As we recall, Rieff (and other recent authors, including Manuel Cruz) says that forgetting:
- is more mature
- is more likely to bring peace
- is no more likely to ensure repetition of a traumatic, violent event than enforced remembrance is to prevent it
If all this is so, then it would seem that a fortiori forgiveness will do likewise, and perhaps do so with better results than forgetting alone. But Rieff does not attend to forgiveness as much as he does to forgetting. Nonetheless, he does end his important and stimulating book with a few lapidary suggestions.

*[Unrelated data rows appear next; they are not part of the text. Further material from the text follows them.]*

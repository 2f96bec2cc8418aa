//! HTTP handler functions for the route planner API.

use actix_web::{HttpResponse, web};
use route_planner_geocoder::address;
use route_planner_route::planner::RoutePreset;
use route_planner_route::{Direction, PlannerError, PlannerSession, build_route};
use route_planner_route_models::{AddressInput, RouteEntry, RouteOptions};
use route_planner_server_models::{
    ApiHealth, AvoidList, CreateSession, MoveBody, MoveResult, PointBody, ResolveRequest,
    RouteBody, SelectBody, SessionCreated, SessionOptionsBody, SlotsBody, SuggestParams,
};
use serde::Serialize;
use serde_json::Value;
use uuid::Uuid;

use crate::sessions::SessionHandle;
use crate::{AppState, ServerError};

/// A session as returned by the session endpoints.
#[derive(Serialize)]
#[serde(rename_all = "camelCase")]
struct SessionView<'a> {
    id: Uuid,
    can_route: bool,
    #[serde(flatten)]
    session: &'a PlannerSession,
}

fn view(id: Uuid, session: &PlannerSession) -> HttpResponse {
    HttpResponse::Ok().json(SessionView {
        id,
        can_route: session.can_route(),
        session,
    })
}

async fn session(state: &AppState, id: Uuid) -> Result<SessionHandle, ServerError> {
    state
        .sessions
        .get(id)
        .await
        .ok_or(ServerError::SessionNotFound(id))
}

/// Converts a loose JSON address into a route entry. A place id may come
/// from the body or from the address object itself.
fn entry_from_json(value: &Value, place_id: Option<String>) -> RouteEntry {
    let input = match value {
        Value::String(text) => AddressInput::text(text.trim()),
        other => address::input_from_json(other),
    };

    let place_id = place_id
        .or_else(|| {
            value
                .get("placeId")
                .or_else(|| value.get("place_id"))
                .and_then(Value::as_str)
                .map(str::to_string)
        })
        .filter(|id| !id.trim().is_empty());

    RouteEntry { input, place_id }
}

/// `GET /api/health`
pub async fn health(state: web::Data<AppState>) -> HttpResponse {
    HttpResponse::Ok().json(ApiHealth {
        healthy: true,
        version: env!("CARGO_PKG_VERSION").to_string(),
        geocoder: state.resolver.is_available(),
    })
}

/// `GET /api/suggest`
///
/// Autocomplete suggestions for a partial address. Always answers with a
/// list, empty when the term is too short or the geocoder fails.
pub async fn suggest(
    state: web::Data<AppState>,
    params: web::Query<SuggestParams>,
) -> HttpResponse {
    let bias = params.bias();
    let suggestions = state.resolver.suggest(&params.term, bias.as_ref()).await;
    HttpResponse::Ok().json(suggestions)
}

/// `GET /api/sessions/{id}/suggest`
///
/// Same as `/api/suggest`, but biased around the session's stored circle
/// when the query carries no `lat`/`lng` of its own.
pub async fn session_suggest(
    state: web::Data<AppState>,
    id: web::Path<Uuid>,
    params: web::Query<SuggestParams>,
) -> Result<HttpResponse, ServerError> {
    let handle = session(&state, id.into_inner()).await?;
    let bias = match params.bias() {
        Some(bias) => Some(bias),
        None => handle.lock().await.settings().bias,
    };
    let suggestions = state.resolver.suggest(&params.term, bias.as_ref()).await;
    Ok(HttpResponse::Ok().json(suggestions))
}

/// `POST /api/resolve`
///
/// Resolves a picked suggestion. Falls back to echoing the label.
pub async fn resolve(
    state: web::Data<AppState>,
    body: web::Json<ResolveRequest>,
) -> HttpResponse {
    let point = state
        .resolver
        .resolve(&body.label, body.place_id.as_deref())
        .await;
    HttpResponse::Ok().json(point)
}

/// `POST /api/route`
///
/// Builds provider links for an ordered list of points without a session.
pub async fn route(
    state: web::Data<AppState>,
    body: web::Json<RouteBody>,
) -> Result<HttpResponse, ServerError> {
    let entries: Vec<RouteEntry> = body
        .points
        .iter()
        .map(|point| entry_from_json(point, None))
        .collect();

    let mut options = RouteOptions::default();
    body.options.apply(&mut options);

    let links = build_route(&state.resolver, &entries, &options).await?;
    Ok(HttpResponse::Ok().json(links))
}

/// `POST /api/sessions`
///
/// Answers 503 once [`crate::sessions::SessionStore::limit`] sessions are
/// open. Clients free slots with `DELETE /api/sessions/{id}`.
pub async fn create_session(
    state: web::Data<AppState>,
    body: web::Json<CreateSession>,
) -> Result<HttpResponse, ServerError> {
    let id = state
        .sessions
        .create(body.mode)
        .await
        .ok_or_else(|| ServerError::SessionLimit(state.sessions.limit()))?;
    Ok(HttpResponse::Created().json(SessionCreated {
        id: id.to_string(),
        mode: body.mode,
    }))
}

/// `GET /api/sessions/{id}`
pub async fn get_session(
    state: web::Data<AppState>,
    id: web::Path<Uuid>,
) -> Result<HttpResponse, ServerError> {
    let id = id.into_inner();
    let handle = session(&state, id).await?;
    let session = handle.lock().await;
    Ok(view(id, &session))
}

/// `DELETE /api/sessions/{id}`
pub async fn delete_session(
    state: web::Data<AppState>,
    id: web::Path<Uuid>,
) -> Result<HttpResponse, ServerError> {
    let id = id.into_inner();
    if state.sessions.remove(id).await {
        Ok(HttpResponse::NoContent().finish())
    } else {
        Err(ServerError::SessionNotFound(id))
    }
}

/// `POST /api/sessions/{id}/points`
pub async fn add_point(
    state: web::Data<AppState>,
    id: web::Path<Uuid>,
    body: web::Json<PointBody>,
) -> Result<HttpResponse, ServerError> {
    let id = id.into_inner();
    let body = body.into_inner();
    let handle = session(&state, id).await?;
    let mut session = handle.lock().await;

    session
        .points_mut()?
        .add_entry(entry_from_json(&body.value, body.place_id))
        .map_err(PlannerError::from)?;

    Ok(view(id, &session))
}

/// `PUT /api/sessions/{id}/points/active`
pub async fn edit_active(
    state: web::Data<AppState>,
    id: web::Path<Uuid>,
    body: web::Json<PointBody>,
) -> Result<HttpResponse, ServerError> {
    let id = id.into_inner();
    let body = body.into_inner();
    let handle = session(&state, id).await?;
    let mut session = handle.lock().await;

    session
        .points_mut()?
        .edit_active_entry(entry_from_json(&body.value, body.place_id))
        .map_err(PlannerError::from)?;

    Ok(view(id, &session))
}

/// `DELETE /api/sessions/{id}/points/active`
///
/// Answers with the removed entry (`null` when the list was empty) and
/// the updated session.
pub async fn delete_active(
    state: web::Data<AppState>,
    id: web::Path<Uuid>,
) -> Result<HttpResponse, ServerError> {
    let id = id.into_inner();
    let handle = session(&state, id).await?;
    let mut session = handle.lock().await;

    let removed = session.points_mut()?.delete_active();

    Ok(HttpResponse::Ok().json(serde_json::json!({
        "removed": removed,
        "session": SessionView {
            id,
            can_route: session.can_route(),
            session: &session,
        },
    })))
}

/// `POST /api/sessions/{id}/points/select`
pub async fn select_point(
    state: web::Data<AppState>,
    id: web::Path<Uuid>,
    body: web::Json<SelectBody>,
) -> Result<HttpResponse, ServerError> {
    let id = id.into_inner();
    let handle = session(&state, id).await?;
    let mut session = handle.lock().await;

    session.points_mut()?.select(body.index);

    Ok(view(id, &session))
}

/// `POST /api/sessions/{id}/points/move`
pub async fn move_point(
    state: web::Data<AppState>,
    id: web::Path<Uuid>,
    body: web::Json<MoveBody>,
) -> Result<HttpResponse, ServerError> {
    let direction: Direction = body
        .direction
        .parse()
        .map_err(|_| ServerError::BadRequest(format!("Unknown direction '{}'", body.direction)))?;

    let id = id.into_inner();
    let handle = session(&state, id).await?;
    let mut session = handle.lock().await;

    let moved = session.points_mut()?.move_active(direction);

    Ok(HttpResponse::Ok().json(MoveResult { moved }))
}

/// `DELETE /api/sessions/{id}/points`
pub async fn clear_points(
    state: web::Data<AppState>,
    id: web::Path<Uuid>,
) -> Result<HttpResponse, ServerError> {
    let id = id.into_inner();
    let handle = session(&state, id).await?;
    let mut session = handle.lock().await;

    session.points_mut()?.clear();

    Ok(view(id, &session))
}

/// `PUT /api/sessions/{id}/slots`
///
/// Fills the origin, destination and stop slots of traveler and tourist
/// sessions.
pub async fn put_slots(
    state: web::Data<AppState>,
    id: web::Path<Uuid>,
    body: web::Json<SlotsBody>,
) -> Result<HttpResponse, ServerError> {
    let id = id.into_inner();
    let handle = session(&state, id).await?;
    let mut session = handle.lock().await;

    if let Some(origin) = &body.origin {
        session.set_origin(Some(entry_from_json(origin, None)))?;
    }
    if let Some(destination) = &body.destination {
        session.set_destination(Some(entry_from_json(destination, None)))?;
    }
    if let Some(stop) = &body.stop {
        session.set_stop(Some(entry_from_json(stop, None)))?;
    }
    if let Some(text) = &body.stops_text {
        session.set_stops_text(text)?;
    }

    Ok(view(id, &session))
}

/// `PUT /api/sessions/{id}/options`
pub async fn put_options(
    state: web::Data<AppState>,
    id: web::Path<Uuid>,
    body: web::Json<SessionOptionsBody>,
) -> Result<HttpResponse, ServerError> {
    let preset = body
        .preset
        .as_deref()
        .map(str::parse::<RoutePreset>)
        .transpose()
        .map_err(|_| ServerError::BadRequest("Unknown route preset".to_string()))?;

    let id = id.into_inner();
    let handle = session(&state, id).await?;
    let mut session = handle.lock().await;
    let settings = session.settings_mut();

    body.options.apply(&mut settings.options);
    if let Some(preset) = preset {
        let explicit = body
            .options
            .avoid
            .as_ref()
            .map(AvoidList::to_set)
            .unwrap_or_default();
        settings.apply_preset(preset, explicit);
    }

    if body.clear_bias {
        settings.bias = None;
    }
    if let Some(bias) = body.bias.filter(|b| b.center.is_finite()) {
        settings.bias = Some(bias);
    }

    Ok(view(id, &session))
}

/// `POST /api/sessions/{id}/route`
///
/// Generates links for the session and stores them as its last route.
pub async fn generate_route(
    state: web::Data<AppState>,
    id: web::Path<Uuid>,
) -> Result<HttpResponse, ServerError> {
    let id = id.into_inner();
    let handle = session(&state, id).await?;
    let mut session = handle.lock().await;

    let links = session.generate(&state.resolver).await?;
    Ok(HttpResponse::Ok().json(links))
}

#[cfg(test)]
mod tests {
    use super::*;
    use route_planner_route_models::Coordinates;
    use serde_json::json;

    #[test]
    fn plain_strings_are_trimmed_text() {
        let entry = entry_from_json(&json!("  Plaza Mayor  "), None);
        assert_eq!(entry.input, AddressInput::text("Plaza Mayor"));
        assert_eq!(entry.place_id, None);
    }

    #[test]
    fn place_id_comes_from_body_or_object() {
        let entry = entry_from_json(&json!("Plaza Mayor"), Some("pid".to_string()));
        assert_eq!(entry.place_id.as_deref(), Some("pid"));

        let entry = entry_from_json(
            &json!({"formatted_address": "Plaza Mayor, Madrid", "place_id": "abc"}),
            None,
        );
        assert_eq!(entry.place_id.as_deref(), Some("abc"));

        let entry = entry_from_json(&json!({"address": "Sol", "placeId": "  "}), None);
        assert_eq!(entry.place_id, None);
    }

    #[test]
    fn geometry_objects_keep_coordinates() {
        let entry = entry_from_json(
            &json!({"geometry": {"location": {"lat": 40.4, "lng": -3.7}}}),
            None,
        );
        assert_eq!(entry.input.location(), Some(Coordinates::new(40.4, -3.7)));
    }
}
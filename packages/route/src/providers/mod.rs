//! Deep-link builders for the supported map providers.
//!
//! Each provider has its own URL grammar and its own ceiling on what it
//! can express:
//!
//! | Provider | Origin | Waypoints | Coordinates |
//! |----------|--------|-----------|-------------|
//! | Google Maps | yes | native, pipe separated | as text |
//! | Waze | no | none (destination only) | native `ll=` |
//! | Apple Maps | optional | folded into `daddr` | as text |
//!
//! Builders never fail: when a provider cannot express a request the
//! builder returns `None` and the other providers are unaffected.

pub mod apple;
pub mod google;
pub mod waze;

use route_planner_route_models::{Provider, ProviderUrlResult, RouteOptions, RouteRequest};
use url::form_urlencoded;

pub use apple::AppleMaps;
pub use google::GoogleMaps;
pub use waze::Waze;

/// How a provider handles intermediate stops.
#[derive(Debug, Clone, Copy, PartialEq, Eq)]
pub enum WaypointSupport {
    /// Dedicated waypoint parameter.
    Native,
    /// No waypoint parameter; stops are folded into another field.
    Degraded,
    /// Stops are dropped.
    Unsupported,
}

/// What a provider's URL grammar can express.
#[derive(Debug, Clone, Copy, PartialEq, Eq)]
pub struct Capabilities {
    /// Whether an explicit origin can be given.
    pub origin: bool,
    /// Intermediate stop handling.
    pub waypoints: WaypointSupport,
    /// Whether a coordinate destination has its own parameter form.
    pub coordinates: bool,
    /// Whether travel mode and avoid preferences are honoured.
    pub preferences: bool,
}

/// Normalized address strings for one itinerary.
///
/// Blank strings are treated as missing.
#[derive(Debug, Clone, Default, PartialEq, Eq)]
pub struct Stops<'a> {
    /// Starting point.
    pub origin: Option<&'a str>,
    /// Intermediate stops, in order, without blanks.
    pub waypoints: Vec<&'a str>,
    /// Final point.
    pub destination: Option<&'a str>,
}

impl<'a> Stops<'a> {
    /// Builds the itinerary, trimming values and dropping blanks.
    #[must_use]
    pub fn new(
        origin: Option<&'a str>,
        destination: Option<&'a str>,
        waypoints: impl IntoIterator<Item = &'a str>,
    ) -> Self {
        Self {
            origin: origin.and_then(non_blank),
            waypoints: waypoints.into_iter().filter_map(non_blank).collect(),
            destination: destination.and_then(non_blank),
        }
    }

    /// Uses the resolved address of every point in `request`.
    #[must_use]
    pub fn from_request(request: &'a RouteRequest) -> Self {
        Self::new(
            Some(request.origin.address.as_str()),
            Some(request.destination.address.as_str()),
            request.waypoints.iter().map(|w| w.address.as_str()),
        )
    }
}

/// A provider deep-link encoder.
pub trait UrlBuilder: Sync {
    /// The provider this builder targets.
    fn provider(&self) -> Provider;

    /// What the provider's URL grammar can express.
    fn capabilities(&self) -> Capabilities;

    /// Encodes the itinerary, or `None` when the provider cannot express
    /// it.
    fn build(&self, stops: &Stops<'_>, options: &RouteOptions) -> Option<String>;
}

/// Every supported builder, in provider order.
pub const BUILDERS: &[&dyn UrlBuilder] = &[&GoogleMaps, &Waze, &AppleMaps];

/// Returns the builder for `provider`.
#[must_use]
pub fn builder_for(provider: Provider) -> &'static dyn UrlBuilder {
    match provider {
        Provider::Google => &GoogleMaps,
        Provider::Waze => &Waze,
        Provider::Apple => &AppleMaps,
    }
}

/// Runs one builder and wraps its outcome.
#[must_use]
pub fn build_with(
    builder: &dyn UrlBuilder,
    stops: &Stops<'_>,
    options: &RouteOptions,
) -> ProviderUrlResult {
    let url = builder.build(stops, options);
    if url.is_none() {
        log::debug!(
            "{} cannot express this itinerary",
            builder.provider().label()
        );
    }
    ProviderUrlResult {
        provider: builder.provider(),
        url,
    }
}

/// Form-encodes a single query value (`+` for space).
pub(crate) fn encode(value: &str) -> String {
    form_urlencoded::byte_serialize(value.as_bytes()).collect()
}

fn non_blank(s: &str) -> Option<&str> {
    let trimmed = s.trim();
    (!trimmed.is_empty()).then_some(trimmed)
}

As with his emphasis on forgetting, Rieff is a socio-political pragmatist with regard to forgiveness. Noting that few people are more uncontrollable or more dangerous than "a social group that believes itself to be a victim" (117), he argues that such "victims," whose collective memory has most likely been ginned up or exaggerated in key aspects, must learn to forget those episodes and, more important, the resentment that they engender. In this regard, Rieff's book could equally be titled "in praise of letting go of resentment" insofar as resentment often spurs victims to become perpetrators themselves. If they can let go of resentment and attempt something like forgiveness, then the cycle of vengeance can be broken--or, rather, quoting Borges, "'forgetting is the only vengeance and the only forgiveness'" (145).
That is, of course, rather weak tea. Christians would have a much stronger, more robust theology of forgiveness based on its divine example and dominical mandate.
As I continue to think with and through Rieff, Cruz, Ricoeur, Vivian, Volf, and others on these questions, I have in mind two test cases: the Union of Brest-Pseudosobor of Lviv trajectory in Russian-Catholic relations and imaginings; and then the Crusades. I shall have more to say about both later.